For the origin of this name for the region I have consulted both Mistress Rosanore of Redthorn and Master Guttorm Arneson (but any errors are indeed my own). The name, chosen via vote in A.S. 13 according to the Northshield History Page, was ultimately inspired by the great Canadian or Precambrian Shield, which is a geological feature of a large area of Canada, and some of the Midwest around the Great Lakes. The image below is a public domain image found on Wikipedia — the red indicates the Precambrian Shield.For a comparison, here is Northshield’s map.
There is also a heraldic folk etymology for Northshield that I have heard about.

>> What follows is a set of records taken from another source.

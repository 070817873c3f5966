//! Common ID Types
//!
//! Type-safe ID wrappers for database-assigned integer keys.

use serde::{Deserialize, Deserializer, Serialize, Serializer};
use std::fmt;
use std::hash::{Hash, Hasher};
use std::marker::PhantomData;

/// Generic typed ID wrapper
///
/// IDs are always strictly positive. Zero and negative values are rejected
/// at every construction point, so an `Id<T>` in hand is always a valid key.
///
/// Usage:
/// ```
/// use kernel::id::{Id, markers};
/// type UserId = Id<markers::User>;
/// let id = UserId::new(7).unwrap();
/// assert_eq!(id.value(), 7);
/// ```
pub struct Id<T> {
    value: i32,
    _marker: PhantomData<T>,
}

impl<T> Id<T> {
    /// Create from a raw value, rejecting anything `<= 0`
    pub fn new(value: i32) -> Option<Self> {
        (value > 0).then_some(Self {
            value,
            _marker: PhantomData,
        })
    }

    /// Parse from user input (query string, path segment)
    ///
    /// Returns `None` for non-numeric input and for values `<= 0`.
    pub fn parse(raw: &str) -> Option<Self> {
        raw.trim().parse::<i32>().ok().and_then(Self::new)
    }

    /// Create from a database value (assumed already valid)
    pub fn from_db(value: i32) -> Self {
        Self {
            value,
            _marker: PhantomData,
        }
    }

    /// Get the underlying integer
    pub fn value(&self) -> i32 {
        self.value
    }
}

// Manual impls so that `T` (a marker) doesn't need to implement anything.

impl<T> Clone for Id<T> {
    fn clone(&self) -> Self {
        *self
    }
}

impl<T> Copy for Id<T> {}

impl<T> PartialEq for Id<T> {
    fn eq(&self, other: &Self) -> bool {
        self.value == other.value
    }
}

impl<T> Eq for Id<T> {}

impl<T> Hash for Id<T> {
    fn hash<H: Hasher>(&self, state: &mut H) {
        self.value.hash(state);
    }
}

impl<T> PartialOrd for Id<T> {
    fn partial_cmp(&self, other: &Self) -> Option<std::cmp::Ordering> {
        Some(self.cmp(other))
    }
}

impl<T> Ord for Id<T> {
    fn cmp(&self, other: &Self) -> std::cmp::Ordering {
        self.value.cmp(&other.value)
    }
}

impl<T> fmt::Debug for Id<T> {
    fn fmt(&self, f: &mut fmt::Formatter<'_>) -> fmt::Result {
        write!(f, "Id({})", self.value)
    }
}

impl<T> fmt::Display for Id<T> {
    fn fmt(&self, f: &mut fmt::Formatter<'_>) -> fmt::Result {
        write!(f, "{}", self.value)
    }
}

impl<T> From<Id<T>> for i32 {
    fn from(id: Id<T>) -> Self {
        id.value
    }
}

impl<T> Serialize for Id<T> {
    fn serialize<S: Serializer>(&self, serializer: S) -> Result<S::Ok, S::Error> {
        serializer.serialize_i32(self.value)
    }
}

impl<'de, T> Deserialize<'de> for Id<T> {
    fn deserialize<D: Deserializer<'de>>(deserializer: D) -> Result<Self, D::Error> {
        let value = i32::deserialize(deserializer)?;
        Self::new(value).ok_or_else(|| serde::de::Error::custom("id must be greater than 0"))
    }
}

/// Marker types for different entity IDs
pub mod markers {
    /// Marker for User IDs
    pub struct User;

    /// Marker for Post IDs
    pub struct Post;
}

/// Type aliases for common IDs
pub type UserId = Id<markers::User>;
pub type PostId = Id<markers::Post>;

#[cfg(test)]
mod tests {
    use super::*;

    #[test]
    fn test_id_rejects_non_positive() {
        assert!(UserId::new(0).is_none());
        assert!(UserId::new(-3).is_none());
        assert_eq!(UserId::new(1).map(|id| id.value()), Some(1));
    }

    #[test]
    fn test_id_parse() {
        assert_eq!(PostId::parse("42").map(|id| id.value()), Some(42));
        assert_eq!(PostId::parse(" 8 ").map(|id| id.value()), Some(8));
        assert!(PostId::parse("0").is_none());
        assert!(PostId::parse("-1").is_none());
        assert!(PostId::parse("abc").is_none());
        assert!(PostId::parse("").is_none());
        assert!(PostId::parse("1.5").is_none());
    }

    #[test]
    fn test_id_serde() {
        let id = PostId::new(5).unwrap();
        assert_eq!(serde_json::to_string(&id).unwrap(), "5");

        let parsed: PostId = serde_json::from_str("12").unwrap();
        assert_eq!(parsed.value(), 12);

        assert!(serde_json::from_str::<PostId>("0").is_err());
    }
}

In England, the town of South Shields, with a long history of name-changing, has an interesting and misleading etymology, I have been told, which actually lies in the word shieling, a hut constructed for the use of humans on a mountainous pasture while attending grazing animals. (It is quite typical of ancient towns, especially in contested areas, having such complex historic toponyms.) Having the historic precedent of shielings > shields — even with a directional element! — the folk etymology claims that Northshield is the “north shieling”. Of course, Northshield is not truly mountainous at all, though we certainly have a lot of fields (and forests and lakes).
Old Norse does not have such a similarity in its words for shield (skjǫldʀ) and shieling (sætr or setr, or perhaps more properly sætrbúð (also listed under setr)), so any Norse translation could not have such lovely ambiguity. I am also unaware of any Viking Age designation for a geographic shield, so I have translated the kingdom’s name as Norðskjǫldʀ “north-shield”. What is handy about this designation, is that one can (and I certainly have in the past) commandeer the period term skjǫldungaʀ “shielders, Danes” for a term for the folk of Northshield. The reason skjǫldungaʀ is applied to Danes, as I have already written in The Course post, is often cited to a mythological origin story for the Danish royal family. The mythical founder, Skjǫldʀ (known as Sceld Scelding in Beowulf), was found as a baby washed upon shore in a shield, whence he got his name.